YOUR GOAL ▸
In the records below, begin at the line that has "filename src/inference_loop/mod.rs" and stop after the line that has "completions from an"; quote those lines verbatim and nothing more.
START TASK INPUT
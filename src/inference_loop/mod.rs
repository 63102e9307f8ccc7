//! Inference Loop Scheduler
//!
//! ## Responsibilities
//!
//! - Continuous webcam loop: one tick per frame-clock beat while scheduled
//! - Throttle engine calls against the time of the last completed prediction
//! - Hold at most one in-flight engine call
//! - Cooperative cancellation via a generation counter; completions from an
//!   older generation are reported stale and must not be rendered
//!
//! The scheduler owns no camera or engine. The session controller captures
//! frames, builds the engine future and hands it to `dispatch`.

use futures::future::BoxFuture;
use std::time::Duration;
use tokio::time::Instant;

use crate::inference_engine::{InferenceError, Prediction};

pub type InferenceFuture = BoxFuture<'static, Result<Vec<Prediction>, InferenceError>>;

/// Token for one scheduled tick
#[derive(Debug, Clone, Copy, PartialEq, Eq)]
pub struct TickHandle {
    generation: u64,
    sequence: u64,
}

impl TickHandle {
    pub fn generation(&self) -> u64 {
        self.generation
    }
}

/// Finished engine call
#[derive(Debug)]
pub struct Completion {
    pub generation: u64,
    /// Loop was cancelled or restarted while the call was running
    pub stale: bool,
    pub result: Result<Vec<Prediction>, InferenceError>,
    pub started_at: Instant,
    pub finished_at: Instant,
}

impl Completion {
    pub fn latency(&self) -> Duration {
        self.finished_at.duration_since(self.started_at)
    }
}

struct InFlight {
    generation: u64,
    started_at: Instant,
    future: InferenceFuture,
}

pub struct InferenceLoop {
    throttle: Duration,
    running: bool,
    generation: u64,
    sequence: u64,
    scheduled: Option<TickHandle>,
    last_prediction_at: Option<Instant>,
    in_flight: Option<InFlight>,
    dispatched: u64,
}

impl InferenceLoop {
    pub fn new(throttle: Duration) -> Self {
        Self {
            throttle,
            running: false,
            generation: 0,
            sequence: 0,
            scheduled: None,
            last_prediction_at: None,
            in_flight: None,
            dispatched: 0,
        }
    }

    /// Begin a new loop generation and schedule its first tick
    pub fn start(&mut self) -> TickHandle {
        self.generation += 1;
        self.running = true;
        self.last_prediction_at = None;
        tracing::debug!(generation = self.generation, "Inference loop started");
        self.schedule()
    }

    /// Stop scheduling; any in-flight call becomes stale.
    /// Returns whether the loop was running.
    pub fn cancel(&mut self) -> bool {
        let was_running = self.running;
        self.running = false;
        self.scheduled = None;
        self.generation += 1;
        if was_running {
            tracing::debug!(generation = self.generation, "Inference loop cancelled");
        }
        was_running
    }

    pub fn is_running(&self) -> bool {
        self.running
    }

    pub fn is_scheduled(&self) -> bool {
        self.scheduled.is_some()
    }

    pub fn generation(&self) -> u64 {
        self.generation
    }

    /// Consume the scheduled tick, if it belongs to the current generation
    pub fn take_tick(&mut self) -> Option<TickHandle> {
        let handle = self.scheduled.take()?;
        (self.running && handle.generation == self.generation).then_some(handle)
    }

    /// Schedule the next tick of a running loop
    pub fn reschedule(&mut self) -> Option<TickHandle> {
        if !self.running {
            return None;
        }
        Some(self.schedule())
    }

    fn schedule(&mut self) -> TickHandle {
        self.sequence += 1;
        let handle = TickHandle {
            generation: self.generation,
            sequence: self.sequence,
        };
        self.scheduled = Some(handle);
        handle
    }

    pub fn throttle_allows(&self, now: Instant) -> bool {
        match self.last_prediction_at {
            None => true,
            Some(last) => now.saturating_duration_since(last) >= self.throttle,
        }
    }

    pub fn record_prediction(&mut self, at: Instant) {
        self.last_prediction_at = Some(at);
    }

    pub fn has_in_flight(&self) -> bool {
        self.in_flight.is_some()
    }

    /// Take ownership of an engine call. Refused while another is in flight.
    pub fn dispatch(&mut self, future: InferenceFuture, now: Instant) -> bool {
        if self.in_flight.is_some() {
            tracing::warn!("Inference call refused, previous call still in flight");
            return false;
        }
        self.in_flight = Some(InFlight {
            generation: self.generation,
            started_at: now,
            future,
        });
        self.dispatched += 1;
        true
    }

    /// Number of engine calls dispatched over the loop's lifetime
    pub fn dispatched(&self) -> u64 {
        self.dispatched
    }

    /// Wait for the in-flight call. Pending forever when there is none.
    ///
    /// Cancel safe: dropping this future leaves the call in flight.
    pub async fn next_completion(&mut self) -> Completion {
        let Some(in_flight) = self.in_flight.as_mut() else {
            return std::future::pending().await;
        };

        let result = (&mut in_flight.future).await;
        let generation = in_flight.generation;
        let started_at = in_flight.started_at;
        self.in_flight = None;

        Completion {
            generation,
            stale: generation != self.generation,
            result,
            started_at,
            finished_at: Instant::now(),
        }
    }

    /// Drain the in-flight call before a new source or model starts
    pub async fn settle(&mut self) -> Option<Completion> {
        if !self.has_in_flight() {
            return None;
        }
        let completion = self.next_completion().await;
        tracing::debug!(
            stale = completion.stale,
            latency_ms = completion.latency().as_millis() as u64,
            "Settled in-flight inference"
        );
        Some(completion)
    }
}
END TASK INPUT
START TASK INPUT
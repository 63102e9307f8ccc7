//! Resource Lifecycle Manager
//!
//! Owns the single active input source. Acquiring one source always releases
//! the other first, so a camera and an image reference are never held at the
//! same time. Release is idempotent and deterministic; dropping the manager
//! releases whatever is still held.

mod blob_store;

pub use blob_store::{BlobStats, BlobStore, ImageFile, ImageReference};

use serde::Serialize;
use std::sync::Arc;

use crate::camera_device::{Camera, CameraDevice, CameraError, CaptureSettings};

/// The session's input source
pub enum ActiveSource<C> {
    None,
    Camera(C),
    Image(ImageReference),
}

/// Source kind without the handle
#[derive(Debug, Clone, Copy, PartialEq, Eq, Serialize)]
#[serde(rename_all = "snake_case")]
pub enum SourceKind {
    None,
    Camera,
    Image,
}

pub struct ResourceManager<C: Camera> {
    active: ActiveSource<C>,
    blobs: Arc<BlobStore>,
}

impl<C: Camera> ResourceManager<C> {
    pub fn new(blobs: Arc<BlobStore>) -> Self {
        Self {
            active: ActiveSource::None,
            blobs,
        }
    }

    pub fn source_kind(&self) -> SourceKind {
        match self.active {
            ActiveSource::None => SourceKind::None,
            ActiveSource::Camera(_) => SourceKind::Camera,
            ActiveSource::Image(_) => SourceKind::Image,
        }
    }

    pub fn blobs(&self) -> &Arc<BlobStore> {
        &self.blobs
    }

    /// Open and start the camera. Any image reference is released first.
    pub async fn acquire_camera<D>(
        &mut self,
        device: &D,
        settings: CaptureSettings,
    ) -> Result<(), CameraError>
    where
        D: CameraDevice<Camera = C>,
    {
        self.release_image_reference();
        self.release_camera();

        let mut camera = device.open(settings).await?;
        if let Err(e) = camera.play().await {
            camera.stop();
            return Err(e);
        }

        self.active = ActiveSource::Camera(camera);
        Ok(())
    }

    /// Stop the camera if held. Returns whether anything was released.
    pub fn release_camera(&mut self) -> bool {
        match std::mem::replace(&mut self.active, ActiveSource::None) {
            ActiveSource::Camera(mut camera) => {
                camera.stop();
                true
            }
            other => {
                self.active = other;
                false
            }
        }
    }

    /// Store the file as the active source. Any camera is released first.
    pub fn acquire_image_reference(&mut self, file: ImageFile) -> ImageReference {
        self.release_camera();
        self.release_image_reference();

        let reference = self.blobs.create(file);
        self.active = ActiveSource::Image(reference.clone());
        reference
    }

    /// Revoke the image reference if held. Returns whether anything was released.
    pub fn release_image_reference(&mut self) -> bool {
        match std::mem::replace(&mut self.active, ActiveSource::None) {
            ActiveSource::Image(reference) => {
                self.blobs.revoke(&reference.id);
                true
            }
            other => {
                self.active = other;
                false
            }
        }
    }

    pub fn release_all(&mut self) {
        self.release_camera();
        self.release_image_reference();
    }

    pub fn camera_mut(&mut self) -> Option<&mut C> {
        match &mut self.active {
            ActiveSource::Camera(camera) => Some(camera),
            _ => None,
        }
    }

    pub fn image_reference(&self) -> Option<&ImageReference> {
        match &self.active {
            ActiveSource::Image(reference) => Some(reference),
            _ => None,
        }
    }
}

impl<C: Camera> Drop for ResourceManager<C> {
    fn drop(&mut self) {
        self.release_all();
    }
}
END TASK INPUT
REPLY TO THE TASK ▸
filename src/inference_loop/mod.rs
repository 63102e9307f8ccc7
//! Inference Loop Scheduler
//!
//! ## Responsibilities
//!
//! - Continuous webcam loop: one tick per frame-clock beat while scheduled
//! - Throttle engine calls against the time of the last completed prediction
//! - Hold at most one in-flight engine call
//! - Cooperative cancellation via a generation counter; completions from an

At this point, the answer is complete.